これは何が起因しているのでしょうか。日本は女性が生きにくい国だから、ジェンダーギャップ指数が低いのです。助産師は女性を支援し、守る仕事です。助産師として、一般の女性たちのためにも役に立つことはたくさんあります。どうぞ自分なりの方法を考え出して、フェミニストとして行動していただきたいと思います。

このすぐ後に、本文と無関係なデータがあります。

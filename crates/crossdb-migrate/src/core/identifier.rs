//! Centralized identifier validation, quoting and naming rules.
//!
//! This module provides secure, consistent functions for handling SQL
//! identifiers across all database dialects, replacing scattered quoting
//! logic with a single, well-tested implementation.
//!
//! # Security
//!
//! SQL identifiers (table names, column names, constraint names) cannot be
//! passed as parameters in prepared statements - only data values can be
//! parameterized. To safely construct DDL with identifiers, we:
//!
//! 1. Validate identifiers (non-empty, no null bytes, within the dialect's
//!    length limit)
//! 2. Quote only where required (reserved word or mixed case), using the
//!    dialect's quoting syntax
//! 3. Escape the closing quote character within the quotes by doubling it
//!
//! All identifier interpolation in generated SQL goes through here, which
//! prevents injection through migration-authored names.

use crate::error::{MigrateError, Result};

/// Reserved words that force quoting regardless of case.
///
/// A conservative intersection of the big engines' reserved lists; dialects
/// quote these even when the identifier is otherwise plain.
const RESERVED_WORDS: &[&str] = &[
    "all", "alter", "and", "as", "asc", "between", "by", "case", "check", "column", "constraint",
    "create", "current", "date", "default", "delete", "desc", "distinct", "drop", "else", "end",
    "exists", "for", "foreign", "from", "grant", "group", "having", "in", "index", "inner",
    "insert", "into", "is", "join", "key", "left", "level", "like", "not", "null", "of", "on",
    "or", "order", "outer", "primary", "references", "right", "select", "session", "set", "table",
    "then", "timestamp", "to", "union", "unique", "update", "user", "values", "view", "when",
    "where",
];

/// Validate an identifier for structural problems.
///
/// Rejects empty identifiers and identifiers containing null bytes (an
/// injection vector). Length limits are dialect-specific and checked
/// separately via [`ensure_within_limit`].
///
/// # Errors
///
/// Returns `MigrateError::Config` with a descriptive message.
pub fn validate_identifier(name: &str) -> Result<()> {
    if name.is_empty() {
        return Err(MigrateError::Config(
            "Identifier cannot be empty".to_string(),
        ));
    }

    if name.contains('\0') {
        return Err(MigrateError::Config(format!(
            "Identifier contains null byte (possible injection attempt): {:?}",
            name
        )));
    }

    Ok(())
}

/// Check an identifier against a dialect's maximum length.
///
/// # Errors
///
/// Returns `MigrateError::NamingConstraint` naming the identifier and its
/// length, so the failure never reaches SQL emission.
pub fn ensure_within_limit(name: &str, max: usize) -> Result<()> {
    validate_identifier(name)?;
    let length = name.chars().count();
    if length > max {
        return Err(MigrateError::NamingConstraint {
            identifier: name.to_string(),
            length,
            max,
        });
    }
    Ok(())
}

/// Whether an identifier needs quoting: reserved word, mixed case, or
/// characters outside the plain `[a-z0-9_]` set.
#[must_use]
pub fn needs_quoting(name: &str) -> bool {
    if RESERVED_WORDS.contains(&name.to_ascii_lowercase().as_str()) {
        return true;
    }
    let plain = name
        .chars()
        .all(|c| c.is_ascii_lowercase() || c.is_ascii_digit() || c == '_');
    let starts_plain = name
        .chars()
        .next()
        .is_some_and(|c| c.is_ascii_lowercase() || c == '_');
    !(plain && starts_plain)
}

/// Quote an identifier with the given open/close characters, only when
/// required. The close character is escaped by doubling.
#[must_use]
pub fn quote_with(name: &str, open: char, close: char) -> String {
    if !needs_quoting(name) {
        return name.to_string();
    }
    let escaped = name.replace(close, &format!("{close}{close}"));
    format!("{open}{escaped}{close}")
}

/// Escape a string value for embedding as a SQL literal.
///
/// Catalog queries are parametrization-free by design, so name filters are
/// embedded as literals; single quotes are doubled.
#[must_use]
pub fn string_literal(value: &str) -> String {
    format!("'{}'", value.replace('\'', "''"))
}

/// Derive the name of an emulation object (sequence, trigger) from its
/// table name.
///
/// The table name is truncated so that the result fits within `max` once the
/// suffix is appended, and trailing `_` separators left by the truncation
/// are stripped so the result reads cleanly. Deterministic: the same table
/// always yields the same object name.
#[must_use]
pub fn emulation_object_name(table: &str, suffix: &str, max: usize) -> String {
    let keep = max.saturating_sub(suffix.chars().count());
    let truncated: String = table.chars().take(keep).collect();
    let trimmed = truncated.trim_end_matches('_');
    format!("{trimmed}{suffix}")
}

#[cfg(test)]
mod tests {
    use super::*;

    // =========================================================================
    // Validation tests
    // =========================================================================

    #[test]
    fn test_validate_identifier_normal() {
        assert!(validate_identifier("users").is_ok());
        assert!(validate_identifier("my_table").is_ok());
        assert!(validate_identifier("Table123").is_ok());
    }

    #[test]
    fn test_validate_identifier_rejects_empty() {
        let result = validate_identifier("");
        assert!(result.is_err());
        assert!(result.unwrap_err().to_string().contains("empty"));
    }

    #[test]
    fn test_validate_identifier_rejects_null_byte() {
        let result = validate_identifier("table\0name");
        assert!(result.is_err());
        assert!(result.unwrap_err().to_string().contains("null byte"));
    }

    #[test]
    fn test_ensure_within_limit() {
        assert!(ensure_within_limit("users", 30).is_ok());
        assert!(ensure_within_limit(&"a".repeat(30), 30).is_ok());

        let result = ensure_within_limit(&"a".repeat(31), 30);
        match result {
            Err(MigrateError::NamingConstraint { length, max, .. }) => {
                assert_eq!(length, 31);
                assert_eq!(max, 30);
            }
            other => panic!("expected NamingConstraint, got {other:?}"),
        }
    }

    // =========================================================================
    // Quoting tests
    // =========================================================================

    #[test]
    fn test_plain_names_stay_unquoted() {
        assert!(!needs_quoting("users"));
        assert!(!needs_quoting("my_table2"));
        assert_eq!(quote_with("users", '"', '"'), "users");
    }

    #[test]
    fn test_reserved_words_are_quoted() {
        assert!(needs_quoting("order"));
        assert!(needs_quoting("USER"));
        assert_eq!(quote_with("order", '"', '"'), "\"order\"");
    }

    #[test]
    fn test_mixed_case_is_quoted() {
        assert!(needs_quoting("MyTable"));
        assert_eq!(quote_with("MyTable", '[', ']'), "[MyTable]");
    }

    #[test]
    fn test_close_char_is_doubled() {
        assert_eq!(quote_with("a]b", '[', ']'), "[a]]b]");
        assert_eq!(quote_with("a\"b", '"', '"'), "\"a\"\"b\"");
        assert_eq!(quote_with("a`b", '`', '`'), "`a``b`");
    }

    #[test]
    fn test_injection_attempt_is_safely_quoted() {
        let quoted = quote_with("x\"; DROP TABLE users;--", '"', '"');
        assert_eq!(quoted, "\"x\"\"; DROP TABLE users;--\"");
    }

    #[test]
    fn test_string_literal_escapes_quotes() {
        assert_eq!(string_literal("users"), "'users'");
        assert_eq!(string_literal("O'Brien"), "'O''Brien'");
    }

    // =========================================================================
    // Emulation naming tests
    // =========================================================================

    #[test]
    fn test_emulation_name_short_table() {
        assert_eq!(emulation_object_name("users", "_seq", 30), "users_seq");
    }

    #[test]
    fn test_emulation_name_truncates_to_limit() {
        let table = "a_very_long_table_name_that_overflows";
        let name = emulation_object_name(table, "_seq", 30);
        assert!(name.chars().count() <= 30);
        assert!(name.ends_with("_seq"));
    }

    #[test]
    fn test_emulation_name_strips_trailing_separator() {
        // Truncation would land on a separator; it must be stripped before
        // the suffix is appended.
        let name = emulation_object_name("customer_orders_archive_", "_seq", 28);
        assert!(!name.contains("__"));
        assert_eq!(name, "customer_orders_archive_seq");
    }
}
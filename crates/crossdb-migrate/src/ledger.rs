//! The version ledger: a dedicated table recording applied migration
//! versions.
//!
//! One row per applied version, a single BIGINT column, optionally
//! schema-qualified. The set of rows is exactly the set of versions that
//! have been applied and not yet rolled back; only the runner mutates it,
//! adding a row per successful forward step and removing one per successful
//! reverse step.

use std::collections::BTreeSet;
use std::sync::Arc;

use crate::core::traits::{SchemaDialect, SqlExecutor};
use crate::core::value::SqlValue;
use crate::error::Result;

/// Default ledger table name.
pub const DEFAULT_LEDGER_TABLE: &str = "schema_info";

/// Persisted record of applied migration versions.
pub struct VersionLedger {
    executor: Arc<dyn SqlExecutor>,
    dialect: Arc<dyn SchemaDialect>,
    schema: Option<String>,
    table: String,
}

impl VersionLedger {
    /// Create a ledger over the given table, optionally schema-qualified.
    pub fn new(
        executor: Arc<dyn SqlExecutor>,
        dialect: Arc<dyn SchemaDialect>,
        schema: Option<String>,
        table: impl Into<String>,
    ) -> Self {
        Self {
            executor,
            dialect,
            schema,
            table: table.into(),
        }
    }

    /// The qualified, quoted table reference used in statements.
    fn table_ref(&self) -> String {
        match &self.schema {
            Some(schema) => format!(
                "{}.{}",
                self.dialect.quote_ident(schema),
                self.dialect.quote_ident(&self.table)
            ),
            None => self.dialect.quote_ident(&self.table),
        }
    }

    /// Whether the ledger table exists in the catalog.
    pub async fn exists(&self) -> Result<bool> {
        let sql = self
            .dialect
            .table_exists_query(self.schema.as_deref(), &self.table);
        let value = self.executor.query_scalar(&sql).await?;
        Ok(value.and_then(|v| v.as_i64()).unwrap_or(0) > 0)
    }

    /// Create the ledger table if the catalog does not have it yet.
    pub async fn ensure_exists(&self) -> Result<()> {
        if self.exists().await? {
            return Ok(());
        }
        let sql = format!(
            "CREATE TABLE {} (version {} NOT NULL)",
            self.table_ref(),
            self.dialect
                .render_type(&crate::core::schema::SemanticType::Int64)
        );
        self.executor.execute(&sql).await?;
        Ok(())
    }

    /// The set of currently applied versions.
    ///
    /// Reads an empty set when the ledger table does not exist yet, so a
    /// dry run against a fresh database stays read-only.
    pub async fn applied_versions(&self) -> Result<BTreeSet<i64>> {
        if !self.exists().await? {
            return Ok(BTreeSet::new());
        }
        let sql = format!("SELECT version FROM {} ORDER BY version", self.table_ref());
        let rows = self.executor.query(&sql).await?;
        rows.iter().map(|row| row.get_i64(0)).collect()
    }

    /// Record a version as applied.
    pub async fn record_applied(&self, version: i64) -> Result<()> {
        let sql = format!(
            "INSERT INTO {} (version) VALUES ({})",
            self.table_ref(),
            self.dialect.param_placeholder(1)
        );
        self.executor
            .execute_with_params(&sql, &[SqlValue::I64(version)])
            .await?;
        Ok(())
    }

    /// Remove a version after its reverse operation succeeded.
    pub async fn record_reverted(&self, version: i64) -> Result<()> {
        let sql = format!(
            "DELETE FROM {} WHERE version = {}",
            self.table_ref(),
            self.dialect.param_placeholder(1)
        );
        self.executor
            .execute_with_params(&sql, &[SqlValue::I64(version)])
            .await?;
        Ok(())
    }
}
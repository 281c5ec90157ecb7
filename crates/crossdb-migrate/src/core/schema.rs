//! Schema descriptors: the database-agnostic request objects consumed by the
//! transformation provider.
//!
//! Descriptors describe a desired state change and are translated straight
//! into DDL; they are never a cached model of the schema. The database
//! catalog remains the sole owner of durable schema state, and every
//! existence check re-queries it.

use crate::core::value::SqlValue;

/// Dialect-agnostic column type.
///
/// Each dialect renders these into its native type names; the introspection
/// layer maps native catalog types back into them.
#[derive(Debug, Clone, Copy, PartialEq, Eq)]
pub enum SemanticType {
    /// Boolean/bit type.
    Boolean,
    /// 16-bit signed integer.
    Int16,
    /// 32-bit signed integer.
    Int32,
    /// 64-bit signed integer.
    Int64,
    /// 64-bit floating point.
    Float64,
    /// Exact decimal. Precision is total digits, scale is digits after the
    /// decimal point.
    Decimal { precision: u8, scale: u8 },
    /// Variable-length character string with a maximum length.
    String(u32),
    /// Unlimited text.
    Text,
    /// Variable-length binary data with a maximum length.
    Binary(u32),
    /// Unlimited binary data.
    Blob,
    /// Date without time component.
    Date,
    /// Date and time without timezone.
    DateTime,
    /// UUID/GUID (128-bit identifier).
    Uuid,
}

impl SemanticType {
    /// Whether this is a character type. Character types take the
    /// temporary-column path on dialects that cannot alter a column's type
    /// in place.
    #[must_use]
    pub fn is_string_like(&self) -> bool {
        matches!(self, SemanticType::String(_) | SemanticType::Text)
    }
}

/// Column descriptor.
///
/// Nullability is tri-state: `None` defaults to nullable, so a column can
/// never claim NULL and NOT NULL at once.
#[derive(Debug, Clone, PartialEq)]
pub struct ColumnDef {
    /// Column name.
    pub name: String,

    /// Semantic type, rendered per dialect.
    pub ty: SemanticType,

    /// `Some(false)` renders NOT NULL, `Some(true)` renders an explicit NULL
    /// clause, `None` renders nothing and the engine default (nullable)
    /// applies.
    pub nullable: Option<bool>,

    /// Whether the column participates in the primary key.
    pub primary_key: bool,

    /// Auto-incremented primary key. Implies `primary_key`.
    pub auto_increment: bool,

    /// Whether the column carries a UNIQUE constraint.
    pub unique: bool,

    /// Default value literal, bound through the dialect.
    pub default: Option<SqlValue>,
}

impl ColumnDef {
    /// Create a column with the given name and type, nullable by default.
    pub fn new(name: impl Into<String>, ty: SemanticType) -> Self {
        Self {
            name: name.into(),
            ty,
            nullable: None,
            primary_key: false,
            auto_increment: false,
            unique: false,
            default: None,
        }
    }

    /// Require NOT NULL.
    #[must_use]
    pub fn not_null(mut self) -> Self {
        self.nullable = Some(false);
        self
    }

    /// Explicitly allow NULL.
    #[must_use]
    pub fn null(mut self) -> Self {
        self.nullable = Some(true);
        self
    }

    /// Mark as primary key.
    #[must_use]
    pub fn primary_key(mut self) -> Self {
        self.primary_key = true;
        self
    }

    /// Mark as auto-incremented primary key.
    #[must_use]
    pub fn auto_increment(mut self) -> Self {
        self.primary_key = true;
        self.auto_increment = true;
        self
    }

    /// Add a UNIQUE constraint.
    #[must_use]
    pub fn unique(mut self) -> Self {
        self.unique = true;
        self
    }

    /// Set a default value.
    #[must_use]
    pub fn default_value(mut self, value: impl Into<SqlValue>) -> Self {
        self.default = Some(value.into());
        self
    }

    /// Whether the column is required to be NOT NULL. Primary key columns
    /// are NOT NULL regardless of the explicit flag.
    #[must_use]
    pub fn is_not_null(&self) -> bool {
        self.nullable == Some(false) || self.primary_key
    }
}

/// Table descriptor: a name plus its ordered columns.
#[derive(Debug, Clone, PartialEq)]
pub struct TableDef {
    /// Table name.
    pub name: String,

    /// Column definitions, in declaration order.
    pub columns: Vec<ColumnDef>,
}

impl TableDef {
    /// Create a table descriptor.
    pub fn new(name: impl Into<String>, columns: Vec<ColumnDef>) -> Self {
        Self {
            name: name.into(),
            columns,
        }
    }

    /// Names of the primary key columns, in declaration order.
    pub fn primary_key_columns(&self) -> Vec<&str> {
        self.columns
            .iter()
            .filter(|c| c.primary_key)
            .map(|c| c.name.as_str())
            .collect()
    }
}

/// Referential action for foreign keys.
#[derive(Debug, Clone, Copy, PartialEq, Eq, Default)]
pub enum FkAction {
    /// No action (engine default).
    #[default]
    NoAction,
    /// Cascade the delete/update.
    Cascade,
    /// Set the referencing columns to NULL.
    SetNull,
    /// Set the referencing columns to their default.
    SetDefault,
    /// Restrict the operation.
    Restrict,
}

impl FkAction {
    /// SQL keyword for the action.
    #[must_use]
    pub fn as_sql(&self) -> &'static str {
        match self {
            FkAction::NoAction => "NO ACTION",
            FkAction::Cascade => "CASCADE",
            FkAction::SetNull => "SET NULL",
            FkAction::SetDefault => "SET DEFAULT",
            FkAction::Restrict => "RESTRICT",
        }
    }
}

/// Constraint kind together with its kind-specific payload.
#[derive(Debug, Clone, PartialEq)]
pub enum ConstraintKind {
    /// Primary key over the participating columns.
    PrimaryKey,
    /// Unique constraint over the participating columns.
    Unique,
    /// Foreign key referencing another table.
    ForeignKey {
        /// Referenced table name.
        ref_table: String,
        /// Referenced column names.
        ref_columns: Vec<String>,
        /// ON DELETE action.
        on_delete: FkAction,
    },
}

/// Constraint descriptor.
#[derive(Debug, Clone, PartialEq)]
pub struct ConstraintDef {
    /// Constraint name.
    pub name: String,

    /// Table the constraint lives on.
    pub table: String,

    /// Participating column names.
    pub columns: Vec<String>,

    /// Constraint kind.
    pub kind: ConstraintKind,
}

impl ConstraintDef {
    /// Foreign key constraint descriptor.
    pub fn foreign_key(
        name: impl Into<String>,
        table: impl Into<String>,
        columns: Vec<String>,
        ref_table: impl Into<String>,
        ref_columns: Vec<String>,
        on_delete: FkAction,
    ) -> Self {
        Self {
            name: name.into(),
            table: table.into(),
            columns,
            kind: ConstraintKind::ForeignKey {
                ref_table: ref_table.into(),
                ref_columns,
                on_delete,
            },
        }
    }

    /// Unique constraint descriptor.
    pub fn unique(name: impl Into<String>, table: impl Into<String>, columns: Vec<String>) -> Self {
        Self {
            name: name.into(),
            table: table.into(),
            columns,
            kind: ConstraintKind::Unique,
        }
    }

    /// Primary key constraint descriptor.
    pub fn primary_key(
        name: impl Into<String>,
        table: impl Into<String>,
        columns: Vec<String>,
    ) -> Self {
        Self {
            name: name.into(),
            table: table.into(),
            columns,
            kind: ConstraintKind::PrimaryKey,
        }
    }
}
//! Database dialect implementations.
//!
//! Each module implements [`SchemaDialect`] for one engine, overriding the
//! generic SQL generation exactly where that engine's syntax or feature set
//! differs:
//!
//! - [`postgres`]: PostgreSQL (in-place type changes split into ALTER steps)
//! - [`mssql`]: Microsoft SQL Server (`sp_rename`, named default constraints)
//! - [`mysql`]: MySQL/MariaDB (`MODIFY`, current-database catalog scoping)
//! - [`oracle`]: Oracle (30-char identifiers, sequence+trigger auto-increment
//!   emulation, temporary-column type changes)
//!
//! # Adding New Databases
//!
//! 1. Create a new module under `dialects/`
//! 2. Implement [`SchemaDialect`], overriding only what differs
//! 3. Register the tag in [`from_db_type`]

use std::sync::Arc;

use crate::core::traits::SchemaDialect;
use crate::error::{MigrateError, Result};

pub mod mssql;
pub mod mysql;
pub mod oracle;
pub mod postgres;

pub use mssql::MssqlDialect;
pub use mysql::MysqlDialect;
pub use oracle::OracleDialect;
pub use postgres::PostgresDialect;

/// Get the canonical dialect tag for a configured database type.
///
/// Normalizes aliases:
/// - "postgres", "postgresql", "pg" → "postgres"
/// - "mssql", "sqlserver", "sql_server" → "mssql"
/// - "mysql", "mariadb" → "mysql"
/// - "oracle", "ora" → "oracle"
pub fn normalize_db_type(db_type: &str) -> Result<&'static str> {
    match db_type.to_lowercase().as_str() {
        "postgres" | "postgresql" | "pg" => Ok("postgres"),
        "mssql" | "sqlserver" | "sql_server" => Ok("mssql"),
        "mysql" | "mariadb" => Ok("mysql"),
        "oracle" | "ora" => Ok("oracle"),
        other => Err(MigrateError::Config(format!(
            "Unknown database dialect: '{}'. Supported dialects: postgres, mssql, mysql, oracle",
            other
        ))),
    }
}

/// Create a dialect from a configured database type string.
///
/// # Errors
///
/// Returns a configuration error for unrecognized database types.
pub fn from_db_type(db_type: &str) -> Result<Arc<dyn SchemaDialect>> {
    match normalize_db_type(db_type)? {
        "postgres" => Ok(Arc::new(PostgresDialect::new())),
        "mssql" => Ok(Arc::new(MssqlDialect::new())),
        "mysql" => Ok(Arc::new(MysqlDialect::new())),
        "oracle" => Ok(Arc::new(OracleDialect::new())),
        _ => unreachable!(), // normalize_db_type only returns the four tags above
    }
}
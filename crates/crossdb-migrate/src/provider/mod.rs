//! The uniform schema-operation API.
//!
//! [`TransformationProvider`] exposes one set of schema operations that
//! behave identically in outcome on every supported engine. Dialect-agnostic
//! SQL comes from the [`SchemaDialect`] defaults; where an engine lacks a
//! feature, the provider composes an emulation from dialect-supplied pieces
//! (sequence + trigger auto-increment, temporary-column type changes).
//!
//! Every destructive or renaming operation performs its existence/conflict
//! check against the catalog immediately before emitting SQL instead of
//! relying on the engine to reject the statement: the errors must be
//! dialect-independent and must name the offending identifier, and raw
//! engine errors would leak dialect-specific wording.

use std::sync::Arc;

use uuid::Uuid;

use crate::core::identifier::ensure_within_limit;
use crate::core::schema::{ColumnDef, ConstraintDef, FkAction, TableDef};
use crate::core::traits::{MigrationLog, SchemaDialect, SqlExecutor};
use crate::core::value::SqlValue;
use crate::error::{MigrateError, Result};
use crate::introspect::Introspector;

/// Fixed name of the column used by the temporary-column type change.
///
/// A leftover from a crashed run surfaces as a rename conflict rather than
/// being silently reused.
pub const TEMP_COLUMN: &str = "tmp_column_swap";

/// Whether operations submit SQL or only construct and log it.
///
/// Dry runs still read the catalog (reads are safe); every write is emitted
/// through the log sink and suppressed.
#[derive(Debug, Clone, Copy, PartialEq, Eq, Default)]
pub enum ExecutionMode {
    /// Execute statements against the database.
    #[default]
    Apply,
    /// Construct and log statements without executing them.
    DryRun,
}

/// Outcome of a best-effort cleanup operation.
///
/// Callers deliberately ignore `NotFound` (not every table has an emulation
/// sequence); genuine execution failures propagate as errors instead of
/// being swallowed with them.
#[derive(Debug, Clone, Copy, PartialEq, Eq)]
pub enum CleanupOutcome {
    /// The object existed and was dropped.
    Removed,
    /// There was nothing to drop.
    NotFound,
}

/// The uniform schema-operation API, translated per dialect.
pub struct TransformationProvider {
    executor: Arc<dyn SqlExecutor>,
    dialect: Arc<dyn SchemaDialect>,
    introspect: Introspector,
    log: Arc<dyn MigrationLog>,
    mode: ExecutionMode,
    max_identifier_length: usize,
}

この本を通じてお伝えしたかったことは、出産にはさまざまな国の文化が存在し、そこには豊かな女性たちのエネルギーが溢れているということです。現在わたしたちは、出産は医療的事象で、危険で大変なこととして刷り込まれていますが、実は女性にとってセクシュアリティが開花する瞬間ですし、身体エネルギーが満ち溢れる体験なのです。もちろん産む・産まないは個人的選択ですが、産む選択をした女性たちには、助産師としてそうしたお産の豊かさを理解した上で尊厳に満ちたケアをしていただきたいと思います。そのことによって助産師自身がエネルギーをもらえます。
助産師はヒトが生まれてくる瞬間を守り、迎えるいい仕事だと思います。これからも誇りを持って仕事をしていってください。
助産師の役割は、出産という人生の大きな節目において欠かせない存在です。日本と世界の助産師の役割やその違いを理解することで、私たちはより良い出産環境の構築に向けた一歩を踏み出すことができます。各国の文化や医療体制によって助産師の役割は多様ですが、共通していえることは、母子の健康と安心を第一に考える姿勢です。
出産は一人ではなく、支え合いの中で行われるものです。助産師の知識と経験は、妊産婦にとって大きな支えとなり、安心感を与える存在であるべきです。私たちは助産師としての役割を再認識し、女性がより安心して自身の産み育てる力を発揮できるようサポートしていく必要があります。